Poème 187 ''Si le passé n'existait pas''
Si le passé n'existait pas
Il n'y aurait plus d'origine
Et « Je » ne souffrirait plus
Il ne ferait plus souffrir la souffrance
Il n'endurerait plus que le fantôme
D’une souffrance sans objet.
« Je » serait éradiqué,
Arraché, dépouillé.
"Je" participerait à son propre retranchement,
Son ablation.
Privé.
Couper pour nettoyer, Donner vie.
Ecarter, dépasser.
Le passé ne pourrait plus se re – dérouler.
Ellipse du passé.
Eviction du monde auquel " je" se référait.

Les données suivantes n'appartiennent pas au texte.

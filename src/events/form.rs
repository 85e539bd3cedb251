use crate::constants::{FORM_ID, PROMPT_INPUT_ID, TOAST_CLOSE_ID};
use crate::{dom, ui, Controller};
use instant::Instant;
use std::cell::RefCell;
use std::rc::Rc;
use web_sys as web;

/// Mirror the prompt field into the controller and start a generation on
/// submit. Submitting while a generation runs is rejected by the controller.
pub fn wire_prompt_form(document: &web::Document, controller: Rc<RefCell<Controller>>) {
    let doc_input = document.clone();
    let controller_input = controller.clone();
    dom::add_event_listener(document, PROMPT_INPUT_ID, "input", move |_ev| {
        if let Some(v) = dom::input_value(&doc_input, PROMPT_INPUT_ID) {
            controller_input.borrow_mut().set_prompt(v);
        }
    });

    let doc_submit = document.clone();
    dom::add_event_listener(document, FORM_ID, "submit", move |ev| {
        ev.prevent_default();
        let mut c = controller.borrow_mut();
        if let Some(v) = dom::input_value(&doc_submit, PROMPT_INPUT_ID) {
            c.set_prompt(v);
        }
        match c.submit(Instant::now()) {
            Ok(()) => ui::set_loading(&doc_submit, true),
            Err(e) => log::info!("[ui] {}", e),
        }
    });
}

pub fn wire_toast_close(document: &web::Document) {
    let doc = document.clone();
    dom::add_click_listener(document, TOAST_CLOSE_ID, move || ui::hide_toast(&doc));
}
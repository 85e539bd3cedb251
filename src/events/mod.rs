pub mod form;
pub mod keyboard;
pub mod pointer;

pub use form::{wire_prompt_form, wire_toast_close};
pub use keyboard::wire_escape_cancel;
pub use pointer::{wire_viewport_input, ViewportWiring};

Erosion de la « personne » qui parle,
Ecritur' sans détermination.
Vague et informe
Qui au moment du saisissement
Se dessaisit de sa forme
S’éparpille par foudroiements qui se dissipent.
Non !
Je ne veux plus !
Ni ça ni ça
Plus
Plus jamais !
Sans début
La fin aussi disparaît
Sans voir
Sans pouvoir raconter
Sans récit
Sans mémoire
Sans histoire
La parole est à la tache d’encre
Qui s’étale
Qui finit par pâlir
Par disparaître
Absorbée par le buvard
Je chasse la guêpe de mon cou,
Son dard reste fiché dans ma peau
Pour aiguillonner ma douleur
Pour toujours.
Il y a urgence à penser à écrire
Prendre en charge des mots
S’immerger dans des espaces inconnus
Qui comblent l’attente
Mais le rythme des touches
Révèle l'absence...
Et le poème se dilue dans la pensée
Qui ferme jusqu’à demain
Sa porte chancelante.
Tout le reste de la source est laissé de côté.